MINISTER of Justice Senator Mark Golding has confirmed that the Corruption Prevention Commission (CPC) has been named the designated authority to carry out the statutory functions of the Protected Disclosures (or Whistleblower) Act.
Senator Golding made the confirmation in the Senate Friday as he responded to questions tabled by Opposition member Senator Kamina Johnson Smith.
He said that the necessary ministerial orders to bring the Act into effect, and to make the CPC the designated authority were signed on August 3, 2012 and gazetted four days later.
He explained that the decision to name an existing agency as the designated authority was influenced by the fact that the majority of members of the joint select committee which studied the bill in 2011 felt that there was no need for a new body, and therefore an existing body should be designated as such.
"I agreed with that view, particularly given the paramount need for the efficient use of public resources," the minister said.
He noted that the Office of the Public Defender and the Integrity Commission were also considered, and advice sought from the Legal Services Unit of the ministry and the Legal Reform Department.
He said that the Cabinet Secretary was consulted and confirmed support for the CPC on the grounds that "there appeared to be a greater functional relationship between the functions of the designated authority under the Act and those of the CPC, than in the case of the other entities".
The Ministry of Finance also confirmed for the CPC, and the Attorney General's Department offered no legal objection.
Golding told the Senate that he was surprised to find that the Act, which had been signed by the Governor General from March 2011, had not yet been brought into effect up to when he assumed office, requiring him to take the necessary steps and inform the Cabinet of his decision last July.
However, he explained that the CPC is not currently equipped to take on the added assignment, as it does not have in place adequate staff. The CPC has since met with the Cabinet Office and the ministry to discuss adjustments to its organisational structure so that it can perform its new functions.
He disclosed that the Ministry of Finance and the Cabinet last week confirmed approval for the strengthening of the organisational structure of the CPC, to enable it to proceed with operationalising its role under the Act, subject to available budgetary support.
He said that in terms of the procedural guidelines regarding the making, receiving and investigation of disclosures under the Act on an ongoing basis, the CPC has advised that this will depend on regulations being promulgated pursuant to section 25 of the Act.
"I have had further discussions with the commission and urged them to commence work on developing the procedural guidelines without waiting or the regulations," he said, pointing out that in the meantime, the ministry is willing to assist the CPC in developing the guidelines, including the supporting regulations, if necessary.

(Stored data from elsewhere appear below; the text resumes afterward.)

use spade::handles::FixedVertexHandle;
use spade::{AngleLimit, InsertionError, Point2 as SpadePoint2, RefinementParameters, Triangulation};

use crate::error::{MeshError, Result};
use crate::geometry::Curve;
use crate::math::distance_2d::is_finite_point;
use crate::math::polygon_2d::{triangle_area, triangle_centroid};
use crate::math::Point2;

use super::classify::{interior_faces, Cdt};
use super::{MeshParams, TriangleMesh};

/// Custom refinement test: triangle corners and area in, "split me" out.
type RefinePredicate<'a> = Box<dyn Fn(&[Point2; 3], f64) -> bool + 'a>;

/// Builds a constrained Delaunay triangle mesh of a curve set.
///
/// Every curve segment becomes a constraint edge and only the region
/// enclosed by the constraints is kept. Nested loops are meshed as
/// interfaces; use hole seeds to cut them out. Input point `i` is mesh point `i`;
/// Steiner points inserted by refinement follow the input points.
pub struct TriMesh<'a> {
    curve: &'a Curve,
    params: MeshParams,
    refinement: Option<RefinePredicate<'a>>,
}

impl<'a> TriMesh<'a> {
    /// Creates a new `TriMesh` operation with default parameters.
    #[must_use]
    pub fn new(curve: &'a Curve) -> Self {
        Self {
            curve,
            params: MeshParams::default(),
            refinement: None,
        }
    }

    /// Sets the mesh parameters.
    #[must_use]
    pub fn with_params(mut self, params: MeshParams) -> Self {
        self.params = params;
        self
    }

    /// Sets the target edge length.
    #[must_use]
    pub fn with_edge_length(mut self, edge_length: f64) -> Self {
        self.params.max_edge_length = Some(edge_length);
        self
    }

    /// Adds hole seed points.
    #[must_use]
    pub fn with_holes(mut self, holes: Vec<Point2>) -> Self {
        self.params.holes = holes;
        self
    }

    /// Replaces the built-in size/quality refinement with a predicate.
    ///
    /// Every round, each interior triangle for which `predicate(corners,
    /// area)` holds is split at its centroid. The minimum-angle bound and
    /// `max_edge_length` are not applied in this mode; only centroid
    /// points are inserted.
    #[must_use]
    pub fn with_refinement<F>(mut self, predicate: F) -> Self
    where
        F: Fn(&[Point2; 3], f64) -> bool + 'a,
    {
        self.refinement = Some(Box::new(predicate));
        self
    }

    /// Executes the triangulation.
    ///
    /// # Errors
    ///
    /// Returns an error if the curve has fewer than three points, contains
    /// duplicate or non-finite points, has a segment that is degenerate,
    /// out of range or crossing another segment, or if a parameter is
    /// invalid.
    pub fn execute(&self) -> Result<TriangleMesh> {
        self.validate_params()?;

        let mut cdt = Cdt::new();
        let handles = insert_points(&mut cdt, &self.curve.points)?;
        insert_constraints(&mut cdt, &handles, self.curve)?;

        if let Some(predicate) = &self.refinement {
            self.refine_with(&mut cdt, predicate.as_ref())?;
        } else {
            self.refine_quality(&mut cdt);
        }

        let interior = interior_faces(&cdt, &self.params.holes);
        let points: Vec<Point2> = cdt
            .vertices()
            .map(|v| {
                let p = v.position();
                Point2::new(p.x, p.y)
            })
            .collect();
        let triangles: Vec<[usize; 3]> = cdt
            .inner_faces()
            .filter(|f| interior.contains(&f.fix()))
            .map(|f| f.vertices().map(|v| v.fix().index()))
            .collect();

        tracing::debug!(
            input_points = self.curve.points.len(),
            segments = self.curve.segments.len(),
            points = points.len(),
            triangles = triangles.len(),
            "triangulated curve set"
        );

        Ok(TriangleMesh { points, triangles })
    }

    fn validate_params(&self) -> Result<()> {
        if let Some(h) = self.params.max_edge_length {
            if !(h.is_finite() && h > 0.0) {
                return Err(MeshError::InvalidParameter {
                    parameter: "max_edge_length",
                    value: h,
                }
                .into());
            }
        }
        let angle = self.params.min_angle_deg;
        if !(angle.is_finite() && angle >= 0.0) {
            return Err(MeshError::InvalidParameter {
                parameter: "min_angle_deg",
                value: angle,
            }
            .into());
        }
        if self.params.holes.iter().any(|h| !is_finite_point(h)) {
            return Err(MeshError::InvalidParameter {
                parameter: "holes",
                value: f64::NAN,
            }
            .into());
        }
        Ok(())
    }

    /// Size and angle refinement over the whole hull.
    ///
    /// Region selection happens afterwards in [`interior_faces`], so faces
    /// outside the region are refined too.
    fn refine_quality(&self, cdt: &mut Cdt) {
        let mut parameters = RefinementParameters::<f64>::new()
            .exclude_outer_faces(false)
            .with_angle_limit(AngleLimit::from_deg(self.params.min_angle_deg))
            .with_max_additional_vertices(self.params.max_additional_vertices);
        if let Some(h) = self.params.max_edge_length {
            parameters = parameters.with_max_allowed_area(0.5 * h * h);
        }

        let before = cdt.num_vertices();
        let result = cdt.refine(parameters);
        if !result.refinement_complete {
            tracing::warn!(
                budget = self.params.max_additional_vertices,
                "mesh refinement stopped before reaching its targets"
            );
        }
        tracing::debug!(steiner_points = cdt.num_vertices() - before, "refined mesh");
    }

    /// Centroid splitting driven by a caller predicate.
    fn refine_with(
        &self,
        cdt: &mut Cdt,
        predicate: &dyn Fn(&[Point2; 3], f64) -> bool,
    ) -> Result<()> {
        let budget = self.params.max_additional_vertices;
        let mut inserted = 0;

        for round in 0..self.params.max_refinement_rounds {
            let interior = interior_faces(cdt, &self.params.holes);
            let flagged: Vec<Point2> = cdt
                .inner_faces()
                .filter(|f| interior.contains(&f.fix()))
                .filter_map(|f| {
                    let [a, b, c] = f.vertices().map(|v| {
                        let p = v.position();
                        Point2::new(p.x, p.y)
                    });
                    let area = triangle_area(&a, &b, &c);
                    predicate(&[a, b, c], area).then(|| triangle_centroid(&a, &b, &c))
                })
                .collect();

            if flagged.is_empty() {
                tracing::debug!(round, inserted, "custom refinement converged");
                return Ok(());
            }

            for centroid in flagged {
                if inserted >= budget {
                    tracing::warn!(budget, "custom refinement ran out of vertices");
                    return Ok(());
                }
                cdt.insert(SpadePoint2::new(centroid.x, centroid.y))
                    .map_err(|e: InsertionError| MeshError::Insertion(e.to_string()))?;
                inserted += 1;
            }
        }

        tracing::warn!(
            rounds = self.params.max_refinement_rounds,
            inserted,
            "custom refinement stopped after its round limit"
        );
        Ok(())
    }
}

fn insert_points(cdt: &mut Cdt, points: &[Point2]) -> Result<Vec<FixedVertexHandle>> {
    if points.len() < 3 {
        return Err(MeshError::TooFewPoints(points.len()).into());
    }

    let mut handles = Vec::with_capacity(points.len());
    for (i, p) in points.iter().enumerate() {
        let handle = cdt
            .insert(SpadePoint2::new(p.x, p.y))
            .map_err(|e: InsertionError| MeshError::Insertion(format!("point {i}: {e}")))?;
        if handle.index() != i {
            return Err(MeshError::DuplicatePoint {
                point: i,
                original: handle.index(),
            }
            .into());
        }
        handles.push(handle);
    }
    Ok(handles)
}

fn insert_constraints(cdt: &mut Cdt, handles: &[FixedVertexHandle], curve: &Curve) -> Result<()> {
    for (k, seg) in curve.segments.iter().enumerate() {
        let lookup = |point: usize| {
            handles.get(point).copied().ok_or(MeshError::PointOutOfRange {
                segment: k,
                point,
                len: handles.len(),
            })
        };
        let from = lookup(seg.start)?;
        let to = lookup(seg.end)?;
        if from == to {
            return Err(MeshError::DegenerateSegment(k).into());
        }

        // Repeated segments are already constrained.
        if let Some(edge) = cdt.get_edge_from_neighbors(from, to) {
            if cdt.is_constraint_edge(edge.as_undirected().fix()) {
                continue;
            }
        }
        if !cdt.can_add_constraint(from, to) {
            return Err(MeshError::IntersectingSegments(k).into());
        }
        cdt.add_constraint(from, to);
    }
    Ok(())
}
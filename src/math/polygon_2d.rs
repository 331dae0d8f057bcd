use super::Point2;

/// Computes the signed area of a polygon (shoelace formula).
///
/// Positive for counter-clockwise, negative for clockwise.
#[must_use]
pub fn signed_area(points: &[Point2]) -> f64 {
    let n = points.len();
    if n < 3 {
        return 0.0;
    }
    let mut sum = 0.0;
    for i in 0..n {
        let j = (i + 1) % n;
        sum += points[i].x * points[j].y - points[j].x * points[i].y;
    }
    sum * 0.5
}

/// Unsigned area of the triangle `abc`.
#[must_use]
pub fn triangle_area(a: &Point2, b: &Point2, c: &Point2) -> f64 {
    let ab = b - a;
    let ac = c - a;
    0.5 * (ab.x * ac.y - ab.y * ac.x).abs()
}

/// Centroid of the triangle `abc`.
#[must_use]
pub fn triangle_centroid(a: &Point2, b: &Point2, c: &Point2) -> Point2 {
    Point2::new((a.x + b.x + c.x) / 3.0, (a.y + b.y + c.y) / 3.0)
}
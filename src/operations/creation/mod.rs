mod join_curves;
mod make_circle;
mod make_line;
mod make_polyline;
mod make_rectangle;

pub use join_curves::JoinCurves;
pub use make_circle::MakeCircle;
pub use make_line::MakeLine;
pub use make_polyline::MakePolyline;
pub use make_rectangle::MakeRectangle;

use crate::error::{CurveError, Result};
use crate::math::distance_2d::is_finite_point;
use crate::math::Point2;

/// Rejects points with NaN or infinite coordinates.
fn check_point(parameter: &'static str, p: &Point2) -> Result<()> {
    if is_finite_point(p) {
        return Ok(());
    }
    let value = if p.x.is_finite() { p.y } else { p.x };
    Err(CurveError::InvalidParameter { parameter, value }.into())
}
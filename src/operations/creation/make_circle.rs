use std::f64::consts::TAU;

use crate::error::{CurveError, Result};
use crate::geometry::{Curve, Sampling};
use crate::math::Point2;

use super::check_point;

/// Creates a circle, or a circular arc between two angles.
///
/// A span of one full turn produces a closed curve without a duplicated
/// end point. Any other span produces an open arc that includes both end
/// angles.
pub struct MakeCircle {
    center: Point2,
    radius: f64,
    a_min: f64,
    a_max: f64,
    sampling: Sampling,
}

impl MakeCircle {
    /// Creates a new full-circle `MakeCircle` operation with 10 points.
    #[must_use]
    pub fn new(center: Point2, radius: f64) -> Self {
        Self {
            center,
            radius,
            a_min: 0.0,
            a_max: TAU,
            sampling: Sampling::Points(10),
        }
    }

    /// Restricts the curve to the angles `[a_min, a_max]` (radians).
    #[must_use]
    pub fn with_angles(mut self, a_min: f64, a_max: f64) -> Self {
        self.a_min = a_min;
        self.a_max = a_max;
        self
    }

    /// Sets how many points the curve gets.
    ///
    /// For `EdgeLength(h)` the count is `floor(|radius / h * span|) + 1`.
    #[must_use]
    pub fn with_sampling(mut self, sampling: Sampling) -> Self {
        self.sampling = sampling;
        self
    }

    /// Executes the operation.
    ///
    /// # Errors
    ///
    /// Returns an error if the center, radius or angles are not finite, the
    /// radius is not positive, the span is zero, or the sampling is invalid.
    #[allow(clippy::cast_precision_loss)]
    pub fn execute(&self) -> Result<Curve> {
        check_point("center", &self.center)?;
        if !(self.radius.is_finite() && self.radius > 0.0) {
            return Err(CurveError::InvalidParameter {
                parameter: "radius",
                value: self.radius,
            }
            .into());
        }
        for (parameter, value) in [("a_min", self.a_min), ("a_max", self.a_max)] {
            if !value.is_finite() {
                return Err(CurveError::InvalidParameter { parameter, value }.into());
            }
        }

        let span = self.a_max - self.a_min;
        if span == 0.0 {
            return Err(CurveError::InvalidParameter {
                parameter: "a_max",
                value: self.a_max,
            }
            .into());
        }

        let count = self.sampling.point_count(self.radius * span)?;
        let delta = span / count as f64;
        let closed = (span - TAU).abs() < 0.1 * delta.abs();
        let n = if closed { count.max(3) } else { count.max(2) };

        // Closed: n angles over [a_min, a_max). Open: n angles over [a_min, a_max].
        let step = if closed {
            span / n as f64
        } else {
            span / (n - 1) as f64
        };

        let points = (0..n)
            .map(|j| {
                let angle = self.a_min + step * j as f64;
                Point2::new(
                    self.center.x + self.radius * angle.cos(),
                    self.center.y + self.radius * angle.sin(),
                )
            })
            .collect();

        Ok(Curve::chain(points, closed))
    }
}

#[cfg(test)]
#[allow(clippy::unwrap_used)]
mod tests {
    use std::f64::consts::{FRAC_PI_2, PI};

    use approx::assert_relative_eq;

    use super::*;
    use crate::geometry::Segment;
    use crate::math::polygon_2d::signed_area;

    #[test]
    fn full_circle_is_closed() {
        let c = MakeCircle::new(Point2::new(1.0, 2.0), 3.0).execute().unwrap();
        assert_eq!(c.len(), 10);
        assert_eq!(c.segments.len(), 10);
        assert!(c.is_closed());
        assert_eq!(c.segments[9], Segment::new(9, 0));

        for p in &c.points {
            assert_relative_eq!(nalgebra::distance(p, &Point2::new(1.0, 2.0)), 3.0, epsilon = 1e-12);
        }
        // Counter-clockwise, starting at angle zero.
        assert_relative_eq!(c.points[0].x, 4.0, epsilon = 1e-12);
        assert!(signed_area(&c.points) > 0.0);
    }

    #[test]
    fn arc_includes_both_ends() {
        let c = MakeCircle::new(Point2::origin(), 1.0)
            .with_angles(0.0, FRAC_PI_2)
            .with_sampling(Sampling::Points(5))
            .execute()
            .unwrap();
        assert_eq!(c.len(), 5);
        assert_eq!(c.segments.len(), 4);
        assert!(!c.is_closed());
        assert_relative_eq!(c.points[4].x, 0.0, epsilon = 1e-12);
        assert_relative_eq!(c.points[4].y, 1.0, epsilon = 1e-12);
    }

    #[test]
    fn edge_length_sampling() {
        let c = MakeCircle::new(Point2::origin(), 1.0)
            .with_sampling(Sampling::EdgeLength(0.1))
            .execute()
            .unwrap();
        // floor(2π / 0.1) + 1
        assert_eq!(c.len(), 63);
        assert!(c.is_closed());
    }

    #[test]
    fn reversed_full_turn_is_closed_and_clockwise() {
        let c = MakeCircle::new(Point2::origin(), 2.0)
            .with_angles(TAU, 0.0)
            .with_sampling(Sampling::Points(8))
            .execute()
            .unwrap();
        // The turn is -2π, not 2π, so this is an open arc back to the start.
        assert!(!c.is_closed());
        assert_eq!(c.len(), 8);
        assert!(signed_area(&c.points) < 0.0);
    }

    #[test]
    fn tiny_counts_are_clamped() {
        let closed = MakeCircle::new(Point2::origin(), 1.0)
            .with_sampling(Sampling::Points(1))
            .execute()
            .unwrap();
        assert_eq!(closed.len(), 3);

        let arc = MakeCircle::new(Point2::origin(), 1.0)
            .with_angles(0.0, PI)
            .with_sampling(Sampling::Points(1))
            .execute()
            .unwrap();
        assert_eq!(arc.len(), 2);
    }

    #[test]
    fn rejects_bad_radius() {
        assert!(MakeCircle::new(Point2::origin(), 0.0).execute().is_err());
        assert!(MakeCircle::new(Point2::origin(), f64::NAN).execute().is_err());
        assert!(MakeCircle::new(Point2::origin(), 1.0)
            .with_angles(1.0, 1.0)
            .execute()
            .is_err());
    }
}
pub mod boundary;
pub mod creation;
pub mod query;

"I am not able to project a date for the completion of this exercise, because of competing priorities being attended to by the available human resources within the commission and the ministry," he admitted.
"The commission has also advised that until the changes to its organisational structure have been operationalised to enable it to perform its statutory role under the Act, it does not have the machinery to undertake public awareness programmes at the national level with respect to the Act, but will be seeking to increase public awareness at the local level," the minister said.